The value of a substation as an information node is one reason Buckeye Rural Electric Cooperative (BREC), based in Rio Grande, Ohio, is upgrading its system. The co-op is in the middle of a multi-year project that includes its first SCADA system, installing fiber for high-speed communications with some substations, and upgrading to solid-state reclosers and regulators.

The new reclosers provide fault current data that allows the co-op to pinpoint fault locations, which SCADA can automatically pass on to field crews.

“Our system is so widespread, so rural, this technology is really going to enhance our ability to serve our members,” says Ed Mollohan, BREC’s operations manager.

The co-op is integrating substation security into its new SCADA to alert staff of trespassers, which they hope will reduce theft and vandalism. The upgrades also allow a new level of transformer monitoring.

“They can see if they have oil issues, oil temperature issues,” says Jim Weikert, vice president of sales for Power Systems Engineering, the contractor working with BREC on the upgrades.

BREC serves about 18,800 members across nine counties in southeastern Ohio. The membership is 98 percent residential, Mollohan says, but DG is still coming to the co-op’s service territory.

“We’ve got four solar hookups tomorrow,” he says.

The regulators being incorporated into the system will provide data to enable the voltage control necessary to handle the influx.

“With DG now being another source of power on the system, they will have the ability to manage the voltage actively,” Weikert says.

Volt/VAR works with AMI

Sophisticated voltage control is expected to be a big part of the substation of the future. Choptank Electric Cooperative, based in Denton, Maryland, recently completed a volt/VAR optimization program that takes advantage of advanced metering infrastructure (AMI) data and automated smart electronics at substations.

“They wanted to be able to lower their peak demand costs,” says Richmond Miller, executive manager at Dominion Voltage, which worked through NRTC to plan and manage the implementation. “They were able to coordinate all the information to lower the voltage taps in their substations using AMI data to make sure they knew exactly what the impact was on their consumer-members.

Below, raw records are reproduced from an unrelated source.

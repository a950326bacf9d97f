use hecs::World;

use crate::culling::CullingRenderPass;
use crate::light::{LightModule, ObjectKey, ShadowSlots};
use crate::sampling::TemporalAccumulation;
use crate::scene::components::{LightComponent, TransformComponent, Visible, WorldTransform};
use crate::scene::transform::Transform;
use crate::settings::LightSettings;

/// Runs one light sync of `world` into `module`. Returns the number of purged lights.
pub fn sync_world_lights<P, A>(
    world: &World,
    module: &mut LightModule<P>,
    settings: &LightSettings,
    shadows: &mut ShadowSlots,
    sampling: &mut A,
) -> usize
where
    P: CullingRenderPass,
    A: TemporalAccumulation + ?Sized,
{
    shadows.begin_sync();
    module.begin_sync(settings);

    for (entity, (light, world_transform, local_transform, visible)) in world
        .query::<(
            &LightComponent,
            Option<&WorldTransform>,
            Option<&TransformComponent>,
            Option<&Visible>,
        )>()
        .iter()
    {
        if !visible.map(|v| v.0).unwrap_or(true) {
            continue;
        }
        let transform = resolve_light_transform(world_transform, local_transform);
        module.sync_light(ObjectKey::from(entity), &light.0, transform.matrix(), shadows);
    }

    let purged = module.end_sync(sampling);
    let released = shadows.end_sync();
    if released > 0 {
        log::debug!("Released {} shadow slots", released);
    }
    purged
}

pub(crate) fn resolve_light_transform(
    world_transform: Option<&WorldTransform>,
    local_transform: Option<&TransformComponent>,
) -> Transform {
    world_transform
        .map(|t| t.0)
        .or_else(|| local_transform.map(|t| t.0))
        .unwrap_or(Transform::IDENTITY)
}

#[cfg(test)]
mod tests {
    use super::*;
    use crate::culling::{CullingData, CullingView};
    use crate::light::LightSource;
    use crate::sampling::Sampling;
    use glam::{UVec2, Vec3};

    struct NullPass;

    impl CullingRenderPass for NullPass {
        type Resources = ();

        fn ensure_resources(&mut self, slot: &mut Option<()>, _: UVec2) {
            *slot = Some(());
        }

        fn upload(&mut self, _: &mut (), _: &[u8], _: &CullingData) {}

        fn render(&mut self, _: &()) {}
    }

    struct Fixture {
        world: World,
        module: LightModule<NullPass>,
        settings: LightSettings,
        shadows: ShadowSlots,
        sampling: Sampling,
    }

    impl Fixture {
        fn new() -> Self {
            let settings = LightSettings::default();
            Self {
                world: World::new(),
                module: LightModule::new(NullPass, &settings),
                shadows: ShadowSlots::new(settings.shadow_slot_count),
                settings,
                sampling: Sampling::new(),
            }
        }

        fn sync(&mut self) -> usize {
            sync_world_lights(
                &self.world,
                &mut self.module,
                &self.settings,
                &mut self.shadows,
                &mut self.sampling,
            )
        }
    }

    #[test]
    fn world_transform_wins_over_local() {
        let world = WorldTransform(Transform::from_translation(Vec3::X));
        let local = TransformComponent(Transform::from_translation(Vec3::Y));
        let resolved = resolve_light_transform(Some(&world), Some(&local));
        assert_eq!(resolved.translation, Vec3::X);
        assert_eq!(
            resolve_light_transform(None, Some(&local)).translation,
            Vec3::Y
        );
        assert_eq!(resolve_light_transform(None, None), Transform::IDENTITY);
    }

    #[test]
    fn syncs_entities_with_light_components() {
        let mut fixture = Fixture::new();
        fixture.world.spawn((
            LightComponent(LightSource::default()),
            TransformComponent(Transform::from_translation(Vec3::new(1.0, 2.0, 3.0))),
        ));
        fixture.world.spawn((TransformComponent(Transform::IDENTITY),));
        fixture.world.spawn((LightComponent(LightSource::default()), Visible(false)));

        assert_eq!(fixture.sync(), 0);
        assert_eq!(fixture.module.lights().len(), 1);
        assert!(fixture.module.lights()[0]
            .position()
            .abs_diff_eq(Vec3::new(1.0, 2.0, 3.0), 1e-6));
    }

    #[test]
    fn despawned_entity_is_purged_with_its_shadow() {
        let mut fixture = Fixture::new();
        let entity = fixture.world.spawn((
            LightComponent(LightSource::default().with_shadow(1.0)),
            TransformComponent(Transform::IDENTITY),
        ));
        fixture.sync();
        assert_eq!(fixture.module.lights()[0].shadow_id, Some(0));
        assert_eq!(fixture.shadows.used_count(), 1);

        fixture
            .world
            .despawn(entity)
            .expect("entity exists");
        assert_eq!(fixture.sync(), 0);
        assert_eq!(fixture.shadows.used_count(), 0);
        assert!(fixture.module.is_registered(ObjectKey::from(entity)));
        assert_eq!(fixture.sync(), 1);
        assert_eq!(fixture.sampling.reset_count(), 1);
    }

    #[test]
    fn synced_lights_can_be_culled() {
        let mut fixture = Fixture::new();
        fixture.world.spawn((
            LightComponent(LightSource::point(Vec3::ONE, 1000.0, 0.1)),
            TransformComponent(Transform::IDENTITY),
        ));
        fixture.sync();

        let camera = crate::scene::Camera {
            eye: Vec3::new(0.0, 0.0, 10.0),
            ..Default::default()
        };
        let view: CullingView = camera.culling_view(1.0);
        fixture.module.set_view(&view, UVec2::new(256, 256));
        assert_eq!(fixture.module.bind_batch(0).culling_data.items_count, 1);
    }
}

“They were able to drop overall voltage at their substations over 3 percent without having their customers falling into voltage alarm issues.”

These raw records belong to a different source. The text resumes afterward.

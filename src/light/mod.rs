//! Lights as synced from the scene each frame, and their culling.

mod data;
mod module;
mod record;
mod shadow;
mod source;

pub use data::{LightData, LIGHT_NO_SHADOW};
pub use module::{LightModule, SyncState, MIN_LIGHT_THRESHOLD};
pub use record::{attenuation_radius, Light, LightType, SUN_INFLUENCE_RADIUS};
pub use shadow::{NoShadows, PunctualShadow, ShadowRegistry, ShadowSlots};
pub use source::{AreaShape, Attenuation, LightKind, LightSource, ObjectKey};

The voltage drop “resulted in a more than 5 percent reduction in total energy costs,” Miller says, “which translates to lots of dollars.”

Becoming more than substations

The increasing sophistication of the technology and software at substations, along with broadband connectivity, brings additional responsibility to future substation design.

“It’s going to become more and more critical to develop solutions to manage the expectations of grid security,” says NRECA’s Metro. “We will have to do things concerning electronic security to protect data and control systems, but we will also be doing more and more physical security.”

The North American Electric Reliability Corporation has standards regarding physical security for transmission substations. Distribution cooperatives and other utilities have not faced the same requirements, but Metro says we will likely see a greater emphasis in this area as part of overall security concerns.

In the future, she adds, some substations are likely to become more than substations.

“At a substation location, if you already have the land available, you might be seeing some solar arrays and battery storage,” Metro says. “Why at the substation? Because you already have the assets there.”

The combination could be particularly valuable at isolated or end-of-the-line substations.

“You may be able to manage load by having some type of generation available and battery storage to keep critical loads on-line,” Metro says.

Buckeye Rural Electric’s Mollohan foresees the substation of the future functioning both as an “information-gathering system” and a more sophisticated power-control center, giving electric co-ops new ways to manage their systems to boost both reliability and efficiency.

“It’s exciting, and it could be a game changer,” he says. “It’s one of those moments in cooperative history where really interesting things are happening.”